IVQuelle fatalité avait voulu me faire rencontrer. Schurmann dans cette maison même où l’on m’avait recueillie après la mort épouvantable des miens ?
Étais-je poursuivie par le destin, moi pauvre enfant qui ne demandais qu’à vivre et que le malheur avait déjà si cruellement éprouvée ? Déjà j’avais tant souffert et j’avais connu si peu de joies que je pouvais bien le croire.
Mon père, pauvre musicien sans chance et sans fortune n’avait pu me donner aucune de ces choses qui font trouver la vie belle, mais du moins il m’avait aimée.
Toute ma première enfance avait d’ailleurs été désolée. Vainement je chercherais à me souvenir d’un seul jour de bonheur. De cette existence bornée par les murs d’une chambre basse il m’est resté dans l’âme une tristesse décevante.
Je me rappelle de notre chambre, la veilleuse brûlante dans un coin sombre devant les icônes, le lit où je couchais avec ma mère, le froid de la nuit et mes cauchemars d’enfant. Je revois la petite fenêtre haute, qui devait nous donner du soleil et devant laquelle le ciel sombre, coupé par les lignes monotones des toits, se déroulait à l’infini.
Notre mobilier comprenait un vieux canapé recouvert d’une toile cirée crevée et grasse, d’une table de bois commun, de deux chaises de paille, et encore d’une commode boiteuse, du lit de ma mère et d’un paravent déchiré.
Quel contraste avec les splendeurs du palais que j’habitais aujourd’hui ! Je me souviens de l’aspect de notre taudis le soir à la nuit tombante. Il y avait à terre des chiffons, des bouteilles cassées, de la vaisselle de bois. Et, au milieu de tout cela, mon père ivre et ma mère pleurante.
C’était une nature étrange que celle de mon père, du moins de celui qui m’a servi de père, car je n’ai pas connu le mien et mon beau-père avait épousé ma mère lorsque j’étais âgée déjà de trois ans.
Il était né musicien, fut violoniste de grand talent, mais la misère et l’alcool l’avaient peu à peu fait descendre cette pente fatale qui aboutit à la folie.
C’était l’ambition et la conscience de sa valeur artistique qui l’avaient fait venir à Pétersbourg. Là, il n’avait pu renoncer à ses habitudes d’ivrognerie, s’était senti baisser et n’avait pu survivre à la ruine de son talent.
Il s’était marié avec ma mère, pauvre souffre-douleur, dans l’espoir que les mille roubles qu’elle avait en dot et qui lui provenaient de son premier mari suffiraient à lui donner l’indépendance nécessaire pour qu’il pût continuer sa carrière artistique. Et pendant huit années qu’il vécut avec elle ce fut à peine s’il toucha à son violon. Son talent manquant de pratique ne lui permettait plus guère qu’un emploi de violoniste au théâtre. Or il ne pouvait souffrir quelque chose de secondaire.
Il se vengeait sur ma mère de son abaissement.
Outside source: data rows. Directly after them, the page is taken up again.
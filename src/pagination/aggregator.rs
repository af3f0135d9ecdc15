//! Cursor-walking helpers
//!
//! All three walk the same way: start with no cursor, hand each page's
//! token back verbatim, stop on an empty or missing token. Errors from the
//! page source propagate untouched; retries belong to the client.

use super::types::Page;
use crate::error::{Error, Result};
use futures::stream::{self, Stream, TryStreamExt};
use std::future::Future;
use tracing::debug;

/// Fetch pages until the source is exhausted or `max_results` items are held.
///
/// `fetch_page(n, cursor)` is asked for at most `per_call_cap` items per call,
/// and for no more than the remaining budget once `max_results` is set. No page
/// is fetched after the budget is reached, so `Some(0)` makes no calls.
///
/// The returned page holds the aggregated items and, when the walk stopped on
/// the budget rather than on exhaustion, the cursor to resume from. Items a
/// source returns beyond the requested count are truncated so the bound holds.
pub async fn aggregate<T, F, Fut>(
    mut fetch_page: F,
    per_call_cap: usize,
    max_results: Option<usize>,
) -> Result<Page<T>>
where
    F: FnMut(usize, Option<String>) -> Fut,
    Fut: Future<Output = Result<Page<T>>>,
{
    if per_call_cap == 0 {
        return Err(Error::invalid_parameter(
            "per-call page size must be greater than zero",
        ));
    }

    let mut items: Vec<T> = Vec::new();
    let mut cursor: Option<String> = None;
    let mut pages = 0usize;

    loop {
        let count = match max_results {
            Some(max) => {
                let remaining = max.saturating_sub(items.len());
                if remaining == 0 {
                    break;
                }
                remaining.min(per_call_cap)
            }
            None => per_call_cap,
        };

        let page = fetch_page(count, cursor.take()).await?;
        pages += 1;
        debug!(
            page = pages,
            requested = count,
            received = page.items.len(),
            "Fetched page"
        );

        cursor = page.token.filter(|t| !t.is_empty());
        items.extend(page.items);

        if let Some(max) = max_results {
            if items.len() >= max {
                items.truncate(max);
                break;
            }
        }
        if cursor.is_none() {
            break;
        }
    }

    Ok(Page::new(items, cursor))
}

enum Cursor {
    Start,
    Next(String),
    Done,
}

/// Lazily stream items across pages of `per_call_cap` items.
///
/// Pages are fetched only as the stream is polled. The first error is
/// yielded and ends the stream.
pub fn paginate<T, F, Fut>(fetch_page: F, per_call_cap: usize) -> impl Stream<Item = Result<T>>
where
    F: FnMut(usize, Option<String>) -> Fut,
    Fut: Future<Output = Result<Page<T>>>,
{
    let per_call_cap = per_call_cap.max(1);

    stream::try_unfold(
        (fetch_page, Cursor::Start),
        move |(mut fetch_page, cursor)| async move {
            let token = match cursor {
                Cursor::Done => return Ok(None),
                Cursor::Start => None,
                Cursor::Next(token) => Some(token),
            };

            let page = fetch_page(per_call_cap, token).await?;
            let next = match page.token.filter(|t| !t.is_empty()) {
                Some(token) => Cursor::Next(token),
                None => Cursor::Done,
            };

            let items = stream::iter(page.items.into_iter().map(Ok::<T, Error>));
            Ok::<_, Error>(Some((items, (fetch_page, next))))
        },
    )
    .try_flatten()
}

/// Walk every page with the source's default page size, keeping the items
/// `keep` accepts.
pub async fn collect_all<T, F, Fut, P>(mut fetch_page: F, mut keep: P) -> Result<Vec<T>>
where
    F: FnMut(Option<String>) -> Fut,
    Fut: Future<Output = Result<Page<T>>>,
    P: FnMut(&T) -> bool,
{
    let mut kept = Vec::new();
    let mut cursor: Option<String> = None;

    loop {
        let page = fetch_page(cursor.take()).await?;
        cursor = page.token.filter(|t| !t.is_empty());
        kept.extend(page.items.into_iter().filter(|item| keep(item)));

        if cursor.is_none() {
            return Ok(kept);
        }
    }
}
Il lui en voulait de notre pauvreté et se laissa tellement envahir par le vice que sa tête se perdit.
Il avait juré qu’il ne toucherait plus son violon avant la mort de sa femme. Il a tenu parole. Il n’a repris son violon que le jour où mourut ma mère ; il l’a repris parce que ce Schurmann, ce vieillard que je venais d’entendre, était venu à Pétersbourg et que lui était Jaloux de la gloire de ce musicien.
Et c’est quand il avait voulu jouer ce morceau, triomphe du maître, que se sentant vaincu, sa raison s’en était allée, qu’il était devenu fou et que moi j’étais devenue orpheline.